• EXERCISE BRIEF: Beginning at the line containing "let request: AgentChatRequest" in the material below and ending at the line containing "Run the weather workflow for a city", return each line exactly and add nothing.

◆ ◆ ◆ ◆

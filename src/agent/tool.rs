//! Tools agents can call

use async_trait::async_trait;
use serde::Serialize;
use serde_json::Value;
use thiserror::Error;

use crate::llm::ToolDeclaration;

/// Errors raised while executing a tool
#[derive(Error, Debug)]
pub enum ToolError {
    /// Arguments did not match the input schema
    #[error("Invalid tool input: {0}")]
    InvalidInput(String),

    /// The tool ran but failed
    #[error("{0}")]
    Failed(String),
}

/// Description of a tool as exposed by the framework API
#[derive(Debug, Clone, Serialize)]
#[serde(rename_all = "camelCase")]
pub struct ToolInfo {
    /// Tool identifier
    pub id: String,
    /// What the tool does
    pub description: String,
    /// JSON schema of the input
    pub input_schema: Value,
    /// JSON schema of the output
    pub output_schema: Value,
}

/// A capability an agent can invoke with JSON arguments
#[async_trait]
pub trait Tool: Send + Sync {
    /// Tool identifier, also the function name shown to the model
    fn id(&self) -> &str;

    /// What the tool does
    fn description(&self) -> &str;

    /// JSON schema of the arguments object
    fn input_schema(&self) -> Value;

    /// JSON schema of the result object
    fn output_schema(&self) -> Value;

    /// Run the tool
    async fn execute(&self, input: Value) -> Result<Value, ToolError>;

    /// Declaration advertised to the language model
    fn declaration(&self) -> ToolDeclaration {
        ToolDeclaration {
            name: self.id().to_string(),
            description: self.description().to_string(),
            parameters: self.input_schema(),
        }
    }

    /// Description served by the framework API
    fn info(&self) -> ToolInfo {
        ToolInfo {
            id: self.id().to_string(),
            description: self.description().to_string(),
            input_schema: self.input_schema(),
            output_schema: self.output_schema(),
        }
    }
}
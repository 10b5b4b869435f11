//! Weather endpoints
//!
//! `POST /agents/weather` chats with the weather agent; `POST /workflows/weather`
//! runs the weather workflow for a city.

use axum::{body::Bytes, extract::State, Json};
use futures_util::StreamExt;
use serde::Serialize;
use serde_json::json;
use tracing::info;

use crate::api::validation::{parse_request_body, AgentChatRequest, WorkflowRequest};
use crate::error::AppError;
use crate::llm::ChatMessage;
use crate::registry::{WEATHER_AGENT_ID, WEATHER_WORKFLOW_ID};
use crate::state::SharedState;
use crate::workflow::WorkflowRunResult;

/// Agent chat response
#[derive(Debug, Serialize)]
pub struct AgentReply {
    /// Full reply text
    pub reply: String,
}

/// POST /agents/weather - Chat with the weather agent
pub async fn chat_with_weather_agent(
    State(state): State<SharedState>,
    body: Bytes,
) -> Result<Json<AgentReply>, AppError> {
    let request: AgentChatRequest = parse_request_body(&body)?;

    let agent = state
        .registry
        .agent(WEATHER_AGENT_ID)
        .ok_or_else(|| AppError::AgentNotFound(WEATHER_AGENT_ID.to_string()))?;

    info!(
        agent = %agent.name(),
        message_len = request.message.len(),
        "Weather agent request received"
    );

    let mut stream = agent.stream(vec![ChatMessage::user(request.message)])?;
    let mut content = String::new();
    while let Some(chunk) = stream.next().await {
        content.push_str(&chunk?);
    }

    info!(reply_len = content.len(), "Weather agent reply assembled");

    Ok(Json(AgentReply { reply: content }))
}

/// POST /workflows/weather - Run the weather workflow for a city
pub async fn run_weather_workflow(
    State(state): State<SharedState>,
    body: Bytes,
) -> Result<Json<WorkflowRunResult>, AppError> {
    let request: WorkflowRequest = parse_request_body(&body)?;

    let workflow = state
        .registry
        .workflow(WEATHER_WORKFLOW_ID)
        .ok_or_else(|| AppError::WorkflowNotFound(WEATHER_WORKFLOW_ID.to_string()))?;

    let run = workflow.create_run();
    info!(
        run_id = %run.run_id(),
        city = %request.city,
        "Weather workflow run started"
    );

    let result = run.start(json!({ "city": request.city })).await?;

    Ok(Json(result))
}
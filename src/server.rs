//! HTTP server
//!
//! Router construction, per-request logging, panic handling and graceful
//! shutdown. hyper answers requests it cannot parse (no method or target) with
//! a 400 and an empty body before they reach the router.

use std::any::Any;
use std::net::SocketAddr;
use std::time::Instant;

use axum::{
    body::Body,
    extract::Request,
    http::{header, HeaderValue, StatusCode},
    middleware::Next,
    response::{IntoResponse, Response},
    routing::{get, post},
    Router,
};
use tower_http::{catch_panic::CatchPanicLayer, cors::CorsLayer, trace::TraceLayer};
use tracing::{info, info_span, Instrument};
use uuid::Uuid;

use crate::api;
use crate::error::{AppError, UNKNOWN_ERROR};
use crate::state::SharedState;

/// Response header carrying the request id
pub const REQUEST_ID_HEADER: &str = "x-request-id";

/// Build the application router
pub fn build_router(state: SharedState) -> Router {
    let router = Router::new()
        // Weather endpoints
        .route("/agents/weather", post(api::weather::chat_with_weather_agent))
        .route("/workflows/weather", post(api::weather::run_weather_workflow))
        // Framework API
        .route("/api", get(api::framework::api_status))
        .route("/api/agents", get(api::framework::list_agents))
        .route("/api/agents/:agentId", get(api::framework::get_agent))
        .route("/api/agents/:agentId/generate", post(api::framework::generate))
        .route("/api/workflows", get(api::framework::list_workflows))
        .route("/api/workflows/:workflowId", get(api::framework::get_workflow))
        .route(
            "/api/workflows/:workflowId/run",
            post(api::framework::run_workflow),
        )
        .fallback(not_found);

    with_middleware(router).with_state(state)
}

/// Wrap routes with panic recovery, request logging, tracing and CORS
///
/// Panics are caught inside the request-id middleware so that panicked
/// requests still get a completion log line.
fn with_middleware<S>(router: Router<S>) -> Router<S>
where
    S: Clone + Send + Sync + 'static,
{
    router
        .layer(CatchPanicLayer::custom(handle_panic))
        .layer(axum::middleware::from_fn(request_id_middleware))
        .layer(
            TraceLayer::new_for_http().make_span_with(|request: &axum::http::Request<_>| {
                tracing::info_span!(
                    "http_request",
                    method = %request.method(),
                    uri = %request.uri(),
                )
            }),
        )
        .layer(CorsLayer::permissive())
}

/// Bind and serve until Ctrl+C or SIGTERM
pub async fn serve(addr: SocketAddr, state: SharedState) -> anyhow::Result<()> {
    let app = build_router(state);
    let listener = tokio::net::TcpListener::bind(&addr).await?;

    info!("Server listening on http://{}", addr);

    axum::serve(listener, app)
        .with_graceful_shutdown(shutdown_signal())
        .await?;

    info!("Server shutdown complete");
    Ok(())
}

/// Request ID middleware - adds unique ID to each request for tracing
async fn request_id_middleware(request: Request, next: Next) -> Response {
    let request_id = Uuid::new_v4().to_string();
    let method = request.method().clone();
    let uri = request.uri().clone();
    let start = Instant::now();

    let span = info_span!(
        "request",
        request_id = %request_id,
        method = %method,
        uri = %uri,
    );

    let mut response = next.run(request).instrument(span).await;
    if let Ok(value) = HeaderValue::from_str(&request_id) {
        response.headers_mut().insert(REQUEST_ID_HEADER, value);
    }

    let duration = start.elapsed();
    info!(
        request_id = %request_id,
        method = %method,
        uri = %uri,
        status = %response.status().as_u16(),
        duration_ms = duration.as_millis(),
        "Request completed"
    );

    response
}

async fn not_found() -> AppError {
    AppError::RouteNotFound
}

/// Turn a handler panic into a plain-text 500 carrying the panic message
fn handle_panic(panic: Box<dyn Any + Send + 'static>) -> Response {
    let message = if let Some(message) = panic.downcast_ref::<String>() {
        message.clone()
    } else if let Some(message) = panic.downcast_ref::<&str>() {
        message.to_string()
    } else {
        UNKNOWN_ERROR.to_string()
    };

    tracing::error!(error = %message, "Handler panicked");

    (
        StatusCode::INTERNAL_SERVER_ERROR,
        [(header::CONTENT_TYPE, "text/plain; charset=utf-8")],
        Body::from(message),
    )
        .into_response()
}

/// Handle graceful shutdown signals (Ctrl+C, SIGTERM)
async fn shutdown_signal() {
    let ctrl_c = async {
        if let Err(e) = tokio::signal::ctrl_c().await {
            tracing::error!(error = %e, "Failed to install Ctrl+C handler");
            std::future::pending::<()>().await;
        }
    };

    #[cfg(unix)]
    let terminate = async {
        match tokio::signal::unix::signal(tokio::signal::unix::SignalKind::terminate()) {
            Ok(mut signal) => {
                signal.recv().await;
            }
            Err(e) => {
                tracing::error!(error = %e, "Failed to install SIGTERM handler");
                std::future::pending::<()>().await;
            }
        }
    };

    #[cfg(not(unix))]
    let terminate = std::future::pending::<()>();

    tokio::select! {
        _ = ctrl_c => {
            info!("Received Ctrl+C, shutting down gracefully...");
        },
        _ = terminate => {
            info!("Received SIGTERM, shutting down gracefully...");
        },
    }
}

◆ ◆ ◆ ◆

• RESULT:
    let request: AgentChatRequest = parse_request_body(&body)?;

    let agent = state
        .registry
        .agent(WEATHER_AGENT_ID)
        .ok_or_else(|| AppError::AgentNotFound(WEATHER_AGENT_ID.to_string()))?;

    info!(
        agent = %agent.name(),
        message_len = request.message.len(),
        "Weather agent request received"
    );

    let mut stream = agent.stream(vec![ChatMessage::user(request.message)])?;
    let mut content = String::new();
    while let Some(chunk) = stream.next().await {
        content.push_str(&chunk?);
    }

    info!(reply_len = content.len(), "Weather agent reply assembled");

    Ok(Json(AgentReply { reply: content }))
}

/// POST /workflows/weather - Run the weather workflow for a city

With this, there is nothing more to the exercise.